In Europe, the FTSE was down 1.25% as industrial production missed by a mile, printing -1.3% against expectations of +0.4% in May. German trade data was a worry also both for Europe’s biggest economy and that of its neighbours, with both exports and imports down 1.1% and 3.4% respectively.

So the DAX was down 1.34%, the CAC fell 1.42% and suggesting, once again, this was an asset allocation play was the fact that the periphery got smashed. Stocks in Milan were down 2.69% while stocks in Madrid dropped 1.83%.

Understandably, futures traders on the ASX overnight have taken the SPI 200 September contract down 24 points to 5448 bid.

Turning to bond markets and there is more evidence of risk allocation, with rallies in core markets like the US, Germany and UK but some selling pressure in Italian and Spanish bonds. US 10s closed at 2.56% for a gain of 5 points or a massive 2.07% capital gain for the bulls. Bunds fell 4 points to 1.22% and in the UK, the big IP miss drove rates on 10-year Gilts down 8 points to 2.65%.

Currency traders seemed to view a different set of data and market moves. While I can make sense of the Aussie’s rally back to 94 cents, euro’s push a little higher to 1.3611 and sterling’s rebound back to 1.7129 after the weak data is somewhat less easy to fathom. The US economy is looking better but the technicals for the dollar remain mixed and the bulls are absent.

I am short Euro and Sterling with small posi’s and stops above recent highs – just to see how things play out. Sterling is my favourite of the two. I’m also short Aussie again but less comfortable

On Commodities, Iron Ore is trying to break out and closed last night at $96.67. Newcastle Coal dropped another 30 cents to $70.05 on the September contract.
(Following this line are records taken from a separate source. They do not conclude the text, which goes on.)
//! Trade: a closed position, appended once to the trade log.

use super::position::{PositionId, Side};
use chrono::NaiveDateTime;
use serde::{Deserialize, Serialize};

/// Why a position was closed.
#[derive(Debug, Clone, Copy, PartialEq, Eq, Hash, Serialize, Deserialize)]
#[serde(rename_all = "snake_case")]
pub enum ExitReason {
    TakeProfit,
    StopLoss,
    /// Forced liquidation at the last bar of the run.
    EndOfData,
}

/// A complete round trip: every position field plus the exit.
#[derive(Debug, Clone, PartialEq, Serialize, Deserialize)]
pub struct Trade {
    // ── Entry ──
    pub id: PositionId,
    pub side: Side,
    pub entry_time: NaiveDateTime,
    pub entry_index: usize,
    pub entry_price: f64,
    pub size: f64,
    pub entry_atr: f64,
    pub confidence: f64,
    pub volatility_ratio: f64,
    pub margin: f64,

    // ── Exit ──
    pub exit_time: NaiveDateTime,
    pub exit_index: usize,
    pub exit_price: f64,

    // ── PnL ──
    /// Price-difference form.
    pub pnl_points: f64,
    /// Currency form: `pnl_points * size`.
    pub pnl: f64,

    pub holding_bars: usize,
    pub exit_reason: ExitReason,
}

impl Trade {
    pub fn is_winner(&self) -> bool {
        self.pnl > 0.0
    }

    pub fn is_loser(&self) -> bool {
        self.pnl < 0.0
    }
}
//! Run configuration: one TOML file covering simulation, walk-forward,
//! fitness, optimisation and labelling.
//!
//! ```toml
//! [simulation]
//! sl_mult = 1.5
//! tp_mult = 2.5
//!
//! [walk_forward]
//! step = 200
//! conf_threshold = 0.55
//!
//! [optimize]
//! n_trials = 50
//! conf_threshold = 0.0   # gate used while scoring trials
//! ```
//!
//! Every field is optional; missing tables and keys take their defaults.

use std::fs;
use std::path::{Path, PathBuf};

use hedgelab_core::engine::{ConfigError, SimulationConfig};
use serde::{Deserialize, Serialize};
use thiserror::Error;

use crate::fitness::FitnessWeights;
use crate::labels::LabelSpec;
use crate::optimize::{OptimizeConfig, OptimizeError, SearchSpace};
use crate::walk_forward::{WalkForwardConfig, WalkForwardError};

/// Optimiser settings plus the space it searches.
#[derive(Debug, Clone, PartialEq, Serialize, Deserialize, Default)]
#[serde(default)]
pub struct OptimizeSection {
    #[serde(flatten)]
    pub settings: OptimizeConfig,
    pub space: SearchSpace,
}

/// Full configuration of a run.
#[derive(Debug, Clone, PartialEq, Serialize, Deserialize)]
#[serde(default)]
pub struct RunConfig {
    /// Parameters for stand-alone backtests.
    pub simulation: SimulationConfig,
    pub walk_forward: WalkForwardConfig,
    pub fitness: FitnessWeights,
    pub optimize: OptimizeSection,
    /// Labelling for tables without a target column.
    pub labels: LabelSpec,
    /// Fraction of rows used for training in a stand-alone backtest.
    pub backtest_train_ratio: f64,
}

impl Default for RunConfig {
    fn default() -> Self {
        Self {
            simulation: SimulationConfig::default(),
            walk_forward: WalkForwardConfig::default(),
            fitness: FitnessWeights::default(),
            optimize: OptimizeSection::default(),
            labels: LabelSpec::default(),
            backtest_train_ratio: 0.7,
        }
    }
}

#[derive(Debug, Error)]
pub enum RunConfigError {
    #[error("failed to read {path}: {source}")]
    Io {
        path: PathBuf,
        #[source]
        source: std::io::Error,
    },

    #[error("failed to parse config: {0}")]
    Parse(#[from] toml::de::Error),

    #[error("[simulation] {0}")]
    Simulation(#[from] ConfigError),

    #[error("[walk_forward.simulation] {0}")]
    EvaluationPreset(ConfigError),

    #[error("[walk_forward] {0}")]
    WalkForward(#[from] WalkForwardError),

    #[error("[optimize] {0}")]
    Optimize(#[from] OptimizeError),

    #[error("{field} must lie in [0, 1], got {value}")]
    Ratio { field: &'static str, value: f64 },

    #[error("labels.horizon must be at least 1")]
    ZeroHorizon,
}

impl RunConfig {
    /// Read, parse and validate a TOML file.
    pub fn load(path: &Path) -> Result<Self, RunConfigError> {
        let text = fs::read_to_string(path).map_err(|source| RunConfigError::Io {
            path: path.to_path_buf(),
            source,
        })?;
        let config = Self::from_toml_str(&text)?;
        tracing::debug!(path = %path.display(), hash = %config.config_hash(), "loaded run config");
        Ok(config)
    }

    pub fn from_toml_str(text: &str) -> Result<Self, RunConfigError> {
        let config: Self = toml::from_str(text)?;
        config.validate()?;
        Ok(config)
    }

    pub fn validate(&self) -> Result<(), RunConfigError> {
        self.simulation.validate()?;
        self.walk_forward
            .scoring_config()
            .validate()
            .map_err(RunConfigError::EvaluationPreset)?;
        self.walk_forward.validate()?;
        self.optimize.space.validate()?;
        if self.optimize.settings.n_trials == 0 {
            return Err(OptimizeError::ZeroTrials.into());
        }
        for (field, value) in [
            ("backtest_train_ratio", self.backtest_train_ratio),
            ("optimize.conf_threshold", self.optimize.settings.conf_threshold),
        ] {
            if !(0.0..=1.0).contains(&value) {
                return Err(RunConfigError::Ratio { field, value });
            }
        }
        if self.labels.horizon == 0 {
            return Err(RunConfigError::ZeroHorizon);
        }
        Ok(())
    }

    /// BLAKE3 hash of the canonical JSON form; equal configs hash equal.
    pub fn config_hash(&self) -> String {
        match serde_json::to_string(self) {
            Ok(json) => blake3::hash(json.as_bytes()).to_hex().to_string(),
            Err(e) => {
                tracing::warn!(error = %e, "config could not be serialised for hashing");
                String::new()
            }
        }
    }
}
Nymex Crude closed at $103.48, Gold is at $1,316 and Silver is still clinging to $21 at $21.04 oz and Copper is unchanged at $3.25. On the Ags, Corn dipped a further 0.24%, Wheat was largely unchanged after yesterday’s move and Soybeans played catch-up, dropping 2.44%.

On the data front today, the Westpac-Melbourne Institute consumer confidence number is out at 10.30am and the market will be looking closely to see if there is a decent bounce. Then of course we have the Chinese data, Japanese machinery orders and a fairly light calendar until the FOMC minutes tonight.